Yo incluso diría que ser un poco más raro de lo habitual tampoco es infrecuente. De hecho, ocurre a menudo entre los creadores, dicho sea con minúsculas; entre los artistas de todo pelo, sean buenos o malos. De eso precisamente va este libro. De la relación entre la creatividad y cierta extravagancia. De si la creación tiene algo que ver con la alucinación. O de si ser artista te hace más proclive al desequilibrio mental, como se ha sospechado desde el principio de los tiempos: “Ningún genio fue grande sin un toque de locura”, decía Séneca. O Diderot: “¡Cuán parecidos son el genio y la locura!”. Y por genio, insisto, hay que entender todo tipo de individuo creativo, sea de la calidad que sea, porque estoy convencida de que el peor artista y el más sublime comparten la misma estructura mental básica. Ya lo señaló la formidable (y depresiva) Clarice Lispector: “La vocación es diferente del talento. Se puede tener vocación y no tener talento. Es decir, se puede ser llamado sin saber cómo ir”.

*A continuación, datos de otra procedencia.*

//! HTTP transport abstraction.
//!
//! `RetryingExecutor` talks to the network only through `HttpTransport`.
//! `ReqwestTransport` is the production implementation; `MockTransport`
//! replays scripted responses per path for tests in this and downstream crates.

use crate::config::ClientConfig;
use crate::error::ConfigError;
use crate::signer::HttpMethod;
use parking_lot::Mutex;
use reqwest::Client;
use std::collections::{HashMap, VecDeque};
use std::pin::Pin;
use thiserror::Error;

/// Boxed future type for object-safe async trait methods.
pub type BoxFuture<'a, T> = Pin<Box<dyn std::future::Future<Output = T> + Send + 'a>>;

/// Header carrying the API key on authenticated requests.
pub const API_KEY_HEADER: &str = "X-MBX-APIKEY";

/// Fully built request ready for the wire.
#[derive(Debug, Clone, PartialEq, Eq)]
pub struct HttpRequest {
    pub method: HttpMethod,
    pub url: String,
    /// Form-encoded body (unauthenticated POST/PUT only).
    pub body: Option<String>,
    /// Sent as `X-MBX-APIKEY` when present.
    pub api_key: Option<String>,
}

impl HttpRequest {
    /// Path component of the URL, without query.
    pub fn path(&self) -> String {
        reqwest::Url::parse(&self.url)
            .map(|u| u.path().to_string())
            .unwrap_or_default()
    }

    /// Raw query component of the URL.
    pub fn query(&self) -> Option<String> {
        reqwest::Url::parse(&self.url)
            .ok()
            .and_then(|u| u.query().map(str::to_string))
    }
}

/// Raw response: status plus body text.
#[derive(Debug, Clone, PartialEq, Eq)]
pub struct HttpResponse {
    pub status: u16,
    pub body: String,
}

impl HttpResponse {
    pub fn new(status: u16, body: impl Into<String>) -> Self {
        Self {
            status,
            body: body.into(),
        }
    }

    pub fn ok(body: impl Into<String>) -> Self {
        Self::new(200, body)
    }

    pub fn is_success(&self) -> bool {
        (200..300).contains(&self.status)
    }
}

/// Transport-level failure.
#[derive(Debug, Clone, Error, PartialEq, Eq)]
pub enum TransportError {
    /// Connect, TLS, timeout or send failure.
    #[error("request failed: {0}")]
    Send(String),

    /// Response arrived but its body could not be read.
    #[error("failed to read response body: {0}")]
    ReadBody(String),
}

/// Sends built requests.
pub trait HttpTransport: Send + Sync {
    fn send(&self, request: HttpRequest) -> BoxFuture<'_, Result<HttpResponse, TransportError>>;
}

// ============================================================================
// reqwest
// ============================================================================

/// `reqwest`-backed transport.
pub struct ReqwestTransport {
    client: Client,
}

impl ReqwestTransport {
    /// Build a client honouring timeout, proxy and user agent.
    pub fn new(config: &ClientConfig) -> Result<Self, ConfigError> {
        let mut builder = Client::builder()
            .timeout(config.timeout())
            .user_agent(config.user_agent.clone());

        if let Some(proxy_url) = config.proxy_url.as_deref().filter(|p| !p.is_empty()) {
            let proxy = reqwest::Proxy::all(proxy_url).map_err(|e| ConfigError::InvalidProxy {
                url: proxy_url.to_string(),
                reason: e.to_string(),
            })?;
            builder = builder.proxy(proxy);
        }

        let client = builder
            .build()
            .map_err(|e| ConfigError::HttpClient(e.to_string()))?;
        Ok(Self { client })
    }
}

impl HttpTransport for ReqwestTransport {
    fn send(&self, request: HttpRequest) -> BoxFuture<'_, Result<HttpResponse, TransportError>> {
        Box::pin(async move {
            let mut builder = match request.method {
                HttpMethod::Get => self.client.get(&request.url),
                HttpMethod::Post => self.client.post(&request.url),
                HttpMethod::Put => self.client.put(&request.url),
                HttpMethod::Delete => self.client.delete(&request.url),
            };

            if let Some(api_key) = &request.api_key {
                builder = builder.header(API_KEY_HEADER, api_key);
            }
            if let Some(body) = request.body {
                builder = builder
                    .header(
                        reqwest::header::CONTENT_TYPE,
                        "application/x-www-form-urlencoded",
                    )
                    .body(body);
            }

            let response = builder
                .send()
                .await
                .map_err(|e| TransportError::Send(e.to_string()))?;
            let status = response.status().as_u16();
            let body = response
                .text()
                .await
                .map_err(|e| TransportError::ReadBody(e.to_string()))?;

            Ok(HttpResponse { status, body })
        })
    }
}

// ============================================================================
// Mock
// ============================================================================

type MockReply = Result<HttpResponse, TransportError>;

/// Scripted transport for tests.
///
/// Replies are queued per URL path. The last reply queued for a path repeats
/// once the queue is drained. Unrouted paths answer `400` with an
/// `InvalidRequest`-class payload so they fail fast without retries.
#[derive(Default)]
pub struct MockTransport {
    routes: Mutex<HashMap<String, VecDeque<MockReply>>>,
    requests: Mutex<Vec<HttpRequest>>,
}

impl MockTransport {
    pub fn new() -> Self {
        Self::default()
    }

    /// Queue a reply for `path`.
    pub fn push(&self, path: &str, reply: MockReply) -> &Self {
        self.routes
            .lock()
            .entry(path.to_string())
            .or_default()
            .push_back(reply);
        self
    }

    /// Queue a `200` with `body`.
    pub fn ok(&self, path: &str, body: impl Into<String>) -> &Self {
        self.push(path, Ok(HttpResponse::ok(body)))
    }

    /// Queue an exchange error payload with `status`.
    pub fn api_error(&self, path: &str, status: u16, code: i64, msg: &str) -> &Self {
        let body = format!(r#"{{"code":{code},"msg":"{msg}"}}"#);
        self.push(path, Ok(HttpResponse::new(status, body)))
    }

    /// Queue a transport failure.
    pub fn disconnect(&self, path: &str) -> &Self {
        self.push(path, Err(TransportError::Send("connection reset".into())))
    }

    /// Every request sent so far.
    pub fn requests(&self) -> Vec<HttpRequest> {
        self.requests.lock().clone()
    }

    /// Requests sent to `path`.
    pub fn requests_to(&self, path: &str) -> Vec<HttpRequest> {
        self.requests
            .lock()
            .iter()
            .filter(|r| r.path() == path)
            .cloned()
            .collect()
    }

    fn next_reply(&self, path: &str) -> MockReply {
        let mut routes = self.routes.lock();
        match routes.get_mut(path) {
            Some(queue) if queue.len() > 1 => queue
                .pop_front()
                .unwrap_or_else(|| Ok(HttpResponse::new(500, ""))),
            Some(queue) => queue
                .front()
                .cloned()
                .unwrap_or_else(|| Ok(HttpResponse::new(500, ""))),
            None => Ok(HttpResponse::new(
                400,
                format!(r#"{{"code":-1102,"msg":"no mock route for {path}"}}"#),
            )),
        }
    }
}

impl HttpTransport for MockTransport {
    fn send(&self, request: HttpRequest) -> BoxFuture<'_, Result<HttpResponse, TransportError>> {
        Box::pin(async move {
            let reply = self.next_reply(&request.path());
            self.requests.lock().push(request);
            reply
        })
    }
}

#[cfg(test)]
mod tests {
    use super::*;

    fn get(url: &str) -> HttpRequest {
        HttpRequest {
            method: HttpMethod::Get,
            url: url.to_string(),
            body: None,
            api_key: None,
        }
    }

    #[test]
    fn test_request_path_and_query() {
        let req = get("https://fapi.example/fapi/v1/depth?limit=20&symbol=ETHUSDT");
        assert_eq!(req.path(), "/fapi/v1/depth");
        assert_eq!(req.query().as_deref(), Some("limit=20&symbol=ETHUSDT"));
    }

    #[tokio::test]
    async fn test_mock_replays_queue_then_repeats_last() {
        let mock = MockTransport::new();
        mock.disconnect("/a").ok("/a", "first").ok("/a", "second");

        assert!(mock.send(get("http://h/a")).await.is_err());
        assert_eq!(mock.send(get("http://h/a")).await.unwrap().body, "first");
        assert_eq!(mock.send(get("http://h/a")).await.unwrap().body, "second");
        assert_eq!(mock.send(get("http://h/a")).await.unwrap().body, "second");
        assert_eq!(mock.requests_to("/a").len(), 4);
    }

    #[test]
    fn test_mock_unrouted_path_is_bad_request() {
        let mock = MockTransport::new();
        let response = tokio_test::block_on(mock.send(get("http://h/missing"))).unwrap();
        assert_eq!(response.status, 400);
        assert!(response.body.contains("-1102"));
    }

    #[test]
    fn test_reqwest_transport_builds_with_defaults() {
        assert!(ReqwestTransport::new(&ClientConfig::default()).is_ok());
    }

    #[test]
    fn test_reqwest_transport_accepts_proxy() {
        let config = ClientConfig {
            proxy_url: Some("http://127.0.0.1:8080".into()),
            ..ClientConfig::default()
        };
        assert!(ReqwestTransport::new(&config).is_ok());
    }
}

Volviendo a la abundancia de manías entre los creadores, y por mencionar a modo de aperitivo tan solo unas cuantas, diré que Kafka, además de masticar cada bocado treinta y dos veces, hacía gimnasia desnudo con la ventana abierta y un frío pelón; Sócrates llevaba siempre la misma ropa, caminaba descalzo y bailaba solo; Proust se metió un día en la cama y no volvió a salir (y lo mismo hicieron, entre muchos otros, Valle-Inclán y el uruguayo Juan Carlos Onetti); Agatha Christie escribía en la bañera; Rousseau era masoquista y exhibicionista; Freud tenía miedo a los trenes; Hitchcock, a los huevos; Napoleón, a los gatos; y la joven escritora colombiana Amalia Andrade, de quien he recogido los tres últimos ejemplos de fobias, temía en la niñez que le crecieran árboles dentro del cuerpo por haberse tragado una semilla (lo encuentro bastante parecido a lamer cobre). Rudyard Kipling solo podía escribir con tinta muy negra, hasta el punto de que el negro azulado ya le parecía “una aberración”. Schiller metía manzanas echadas a perder en el cajón de su mesa, porque para escribir necesitaba oler la podredumbre. En su vejez, Isak Dinesen comía únicamente ostras y uvas blancas con algún espárrago; Stefan Zweig era un obsesivo coleccionista de autógrafos y enviaba tres o cuatro cartas al día a sus personalidades favoritas para pedirles la firma... Por no hablar de Dalí, que siempre fue el rey de las extravagancias.